##### Records to use

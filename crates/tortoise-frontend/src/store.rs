//! Voice store backed by directories of reference clips
//!
//! Each root holds one sub-directory per voice. A voice directory contains
//! either `.wav` clips or a single `*.latents.json` file with precomputed
//! [`ConditioningLatents`]. When several roots define the same voice, the
//! later root wins.

use crate::audio::load_audio;
use crate::error::{FrontendError, FrontendResult};
use crate::provider::VoiceStore;
use crate::types::{CONDITIONING_SAMPLE_RATE, ConditioningLatents, VoiceMaterial};
use crate::voices::VoiceOption;
use async_trait::async_trait;
use std::collections::BTreeMap;
use std::path::{Path, PathBuf};

const LATENTS_SUFFIX: &str = ".latents.json";

#[derive(Debug, Clone)]
pub struct DirectoryVoiceStore {
    roots: Vec<PathBuf>,
}

impl DirectoryVoiceStore {
    pub fn new(roots: Vec<PathBuf>) -> Self {
        Self { roots }
    }

    pub fn roots(&self) -> &[PathBuf] {
        &self.roots
    }

    /// Map every recognized voice to its files.
    fn catalog(&self) -> FrontendResult<BTreeMap<VoiceOption, Vec<PathBuf>>> {
        let mut catalog = BTreeMap::new();

        for root in &self.roots {
            if !root.is_dir() {
                log::warn!("Voice directory does not exist: {}", root.display());
                continue;
            }
            for entry in std::fs::read_dir(root)? {
                let entry = entry?;
                let path = entry.path();
                if !path.is_dir() {
                    continue;
                }
                let Some(name) = path.file_name().and_then(|n| n.to_str()) else {
                    continue;
                };
                let voice = match name.parse::<VoiceOption>() {
                    Ok(voice) if !voice.is_sentinel() => voice,
                    _ => {
                        log::debug!("Skipping unrecognized voice directory: {}", path.display());
                        continue;
                    }
                };
                catalog.insert(voice, voice_files(&path)?);
            }
        }

        Ok(catalog)
    }

    fn load_voice_blocking(&self, voice: VoiceOption) -> FrontendResult<VoiceMaterial> {
        if voice == VoiceOption::Random {
            return Ok(VoiceMaterial::random());
        }
        if voice.is_sentinel() {
            return Err(FrontendError::VoiceNotFound(voice.to_string()));
        }

        let mut catalog = self.catalog()?;
        let files = catalog
            .remove(&voice)
            .ok_or_else(|| FrontendError::VoiceNotFound(voice.to_string()))?;

        let (latent_files, clip_files): (Vec<_>, Vec<_>) =
            files.into_iter().partition(|p| is_latents_file(p));

        if !clip_files.is_empty() {
            let clips = clip_files
                .iter()
                .map(|p| load_audio(p, CONDITIONING_SAMPLE_RATE))
                .collect::<FrontendResult<Vec<_>>>()?;
            log::debug!("Loaded {} clip(s) for voice {}", clips.len(), voice);
            return Ok(VoiceMaterial::from_samples(clips));
        }

        match latent_files.as_slice() {
            [single] => {
                let raw = std::fs::read_to_string(single)?;
                let latents: ConditioningLatents = serde_json::from_str(&raw)?;
                log::debug!("Loaded conditioning latents for voice {}", voice);
                Ok(VoiceMaterial::from_latents(latents))
            }
            [] => Err(FrontendError::InvalidVoiceData(format!(
                "voice '{}' has no reference clips",
                voice
            ))),
            _ => Err(FrontendError::InvalidVoiceData(format!(
                "voice '{}' has {} latent files, expected one",
                voice,
                latent_files.len()
            ))),
        }
    }

    fn load_voices_blocking(&self, voices: &[VoiceOption]) -> FrontendResult<VoiceMaterial> {
        if voices.contains(&VoiceOption::Random) {
            if voices.len() > 1 {
                log::warn!("Cannot combine a random voice with other voices, using a random voice");
            }
            return Ok(VoiceMaterial::random());
        }

        let mut clips = Vec::new();
        let mut latents = Vec::new();
        for &voice in voices {
            let material = self.load_voice_blocking(voice)?;
            match (material.samples, material.latents) {
                (Some(samples), None) => {
                    if !latents.is_empty() {
                        return Err(mixed_voice_kinds());
                    }
                    clips.extend(samples);
                }
                (None, Some(latent)) => {
                    if !clips.is_empty() {
                        return Err(mixed_voice_kinds());
                    }
                    latents.push(latent);
                }
                _ => {}
            }
        }

        if latents.is_empty() {
            Ok(VoiceMaterial::from_samples(clips))
        } else {
            Ok(VoiceMaterial::from_latents(ConditioningLatents::average(
                &latents,
            )?))
        }
    }
}

#[async_trait]
impl VoiceStore for DirectoryVoiceStore {
    async fn load_voice(&self, voice: VoiceOption) -> FrontendResult<VoiceMaterial> {
        let store = self.clone();
        tokio::task::spawn_blocking(move || store.load_voice_blocking(voice))
            .await
            .map_err(|e| FrontendError::InvalidVoiceData(format!("voice loading task failed: {e}")))?
    }

    async fn load_voices(&self, voices: &[VoiceOption]) -> FrontendResult<VoiceMaterial> {
        let store = self.clone();
        let voices = voices.to_vec();
        tokio::task::spawn_blocking(move || store.load_voices_blocking(&voices))
            .await
            .map_err(|e| FrontendError::InvalidVoiceData(format!("voice loading task failed: {e}")))?
    }

    fn available_voices(&self) -> Vec<VoiceOption> {
        match self.catalog() {
            Ok(catalog) => catalog.into_keys().collect(),
            Err(e) => {
                log::warn!("Failed to scan voice directories: {}", e);
                Vec::new()
            }
        }
    }
}

fn mixed_voice_kinds() -> FrontendError {
    FrontendError::InvalidVoiceData(
        "can only combine raw audio voices or latent voices, not both".to_string(),
    )
}

fn is_latents_file(path: &Path) -> bool {
    path.file_name()
        .and_then(|n| n.to_str())
        .is_some_and(|n| n.ends_with(LATENTS_SUFFIX))
}

fn voice_files(dir: &Path) -> FrontendResult<Vec<PathBuf>> {
    let mut files = Vec::new();
    for entry in std::fs::read_dir(dir)? {
        let path = entry?.path();
        if !path.is_file() {
            continue;
        }
        let is_wav = path
            .extension()
            .and_then(|e| e.to_str())
            .is_some_and(|e| e.eq_ignore_ascii_case("wav"));
        if is_wav || is_latents_file(&path) {
            files.push(path);
        }
    }
    files.sort();
    Ok(files)
}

##########

**Task**
Every record must be returned exactly.

**Response for this exercise**
filename crates/tortoise-frontend/src/store.rs
//! Voice store backed by directories of reference clips
//!
//! Each root holds one sub-directory per voice. A voice directory contains
//! either `.wav` clips or a single `*.latents.json` file with precomputed
//! [`ConditioningLatents`]. When several roots define the same voice, the
//! later root wins.

use crate::audio::load_audio;
use crate::error::{FrontendError, FrontendResult};
use crate::provider::VoiceStore;
use crate::types::{CONDITIONING_SAMPLE_RATE, ConditioningLatents, VoiceMaterial};
use crate::voices::VoiceOption;
use async_trait::async_trait;
use std::collections::BTreeMap;
use std::path::{Path, PathBuf};

const LATENTS_SUFFIX: &str = ".latents.json";

#[derive(Debug, Clone)]
pub struct DirectoryVoiceStore {
    roots: Vec<PathBuf>,
}

impl DirectoryVoiceStore {
    pub fn new(roots: Vec<PathBuf>) -> Self {
        Self { roots }
    }

    pub fn roots(&self) -> &[PathBuf] {
        &self.roots
    }

    /// Map every recognized voice to its files.
    fn catalog(&self) -> FrontendResult<BTreeMap<VoiceOption, Vec<PathBuf>>> {
        let mut catalog = BTreeMap::new();

        for root in &self.roots {
            if !root.is_dir() {
                log::warn!("Voice directory does not exist: {}", root.display());
                continue;
            }
            for entry in std::fs::read_dir(root)? {
                let entry = entry?;
                let path = entry.path();
                if !path.is_dir() {
                    continue;
                }
                let Some(name) = path.file_name().and_then(|n| n.to_str()) else {
                    continue;
                };
                let voice = match name.parse::<VoiceOption>() {
                    Ok(voice) if !voice.is_sentinel() => voice,
                    _ => {
                        log::debug!("Skipping unrecognized voice directory: {}", path.display());
                        continue;
                    }
                };
                catalog.insert(voice, voice_files(&path)?);
            }
        }

        Ok(catalog)
    }

    fn load_voice_blocking(&self, voice: VoiceOption) -> FrontendResult<VoiceMaterial> {
        if voice == VoiceOption::Random {
            return Ok(VoiceMaterial::random());
        }
        if voice.is_sentinel() {
            return Err(FrontendError::VoiceNotFound(voice.to_string()));
        }

        let mut catalog = self.catalog()?;
        let files = catalog
            .remove(&voice)
            .ok_or_else(|| FrontendError::VoiceNotFound(voice.to_string()))?;

        let (latent_files, clip_files): (Vec<_>, Vec<_>) =
            files.into_iter().partition(|p| is_latents_file(p));

        if !clip_files.is_empty() {
            let clips = clip_files
                .iter()
                .map(|p| load_audio(p, CONDITIONING_SAMPLE_RATE))
                .collect::<FrontendResult<Vec<_>>>()?;
            log::debug!("Loaded {} clip(s) for voice {}", clips.len(), voice);
            return Ok(VoiceMaterial::from_samples(clips));
        }

        match latent_files.as_slice() {
            [single] => {
                let raw = std::fs::read_to_string(single)?;
                let latents: ConditioningLatents = serde_json::from_str(&raw)?;
                log::debug!("Loaded conditioning latents for voice {}", voice);
                Ok(VoiceMaterial::from_latents(latents))
            }
            [] => Err(FrontendError::InvalidVoiceData(format!(
                "voice '{}' has no reference clips",
                voice
            ))),
            _ => Err(FrontendError::InvalidVoiceData(format!(
                "voice '{}' has {} latent files, expected one",
                voice,
                latent_files.len()
            ))),
        }
    }

    fn load_voices_blocking(&self, voices: &[VoiceOption]) -> FrontendResult<VoiceMaterial> {
        if voices.contains(&VoiceOption::Random) {
            if voices.len() > 1 {
                log::warn!("Cannot combine a random voice with other voices, using a random voice");
            }
            return Ok(VoiceMaterial::random());
        }

        let mut clips = Vec::new();
        let mut latents = Vec::new();
        for &voice in voices {
            let material = self.load_voice_blocking(voice)?;
            match (material.samples, material.latents) {
                (Some(samples), None) => {
                    if !latents.is_empty() {
                        return Err(mixed_voice_kinds());
                    }
                    clips.extend(samples);
                }
                (None, Some(latent)) => {
                    if !clips.is_empty() {
                        return Err(mixed_voice_kinds());
                    }
                    latents.push(latent);
                }
                _ => {}
            }
        }

        if latents.is_empty() {
            Ok(VoiceMaterial::from_samples(clips))
        } else {
            Ok(VoiceMaterial::from_latents(ConditioningLatents::average(
                &latents,
            )?))
        }
    }
}

#[async_trait]
impl VoiceStore for DirectoryVoiceStore {
    async fn load_voice(&self, voice: VoiceOption) -> FrontendResult<VoiceMaterial> {
        let store = self.clone();
        tokio::task::spawn_blocking(move || store.load_voice_blocking(voice))
            .await
            .map_err(|e| FrontendError::InvalidVoiceData(format!("voice loading task failed: {e}")))?
    }

    async fn load_voices(&self, voices: &[VoiceOption]) -> FrontendResult<VoiceMaterial> {
        let store = self.clone();
        let voices = voices.to_vec();
        tokio::task::spawn_blocking(move || store.load_voices_blocking(&voices))
            .await
            .map_err(|e| FrontendError::InvalidVoiceData(format!("voice loading task failed: {e}")))?
    }

    fn available_voices(&self) -> Vec<VoiceOption> {
        match self.catalog() {
            Ok(catalog) => catalog.into_keys().collect(),
            Err(e) => {
                log::warn!("Failed to scan voice directories: {}", e);
                Vec::new()
            }
        }
    }
}

fn mixed_voice_kinds() -> FrontendError {
    FrontendError::InvalidVoiceData(
        "can only combine raw audio voices or latent voices, not both".to_string(),
    )
}

fn is_latents_file(path: &Path) -> bool {
    path.file_name()
        .and_then(|n| n.to_str())
        .is_some_and(|n| n.ends_with(LATENTS_SUFFIX))
}

fn voice_files(dir: &Path) -> FrontendResult<Vec<PathBuf>> {
    let mut files = Vec::new();
    for entry in std::fs::read_dir(dir)? {
        let path = entry?.path();
        if !path.is_file() {
            continue;
        }
        let is_wav = path
            .extension()
            .and_then(|e| e.to_str())
            .is_some_and(|e| e.eq_ignore_ascii_case("wav"));
        if is_wav || is_latents_file(&path) {
            files.push(path);
        }
    }
    files.sort();
    Ok(files)
}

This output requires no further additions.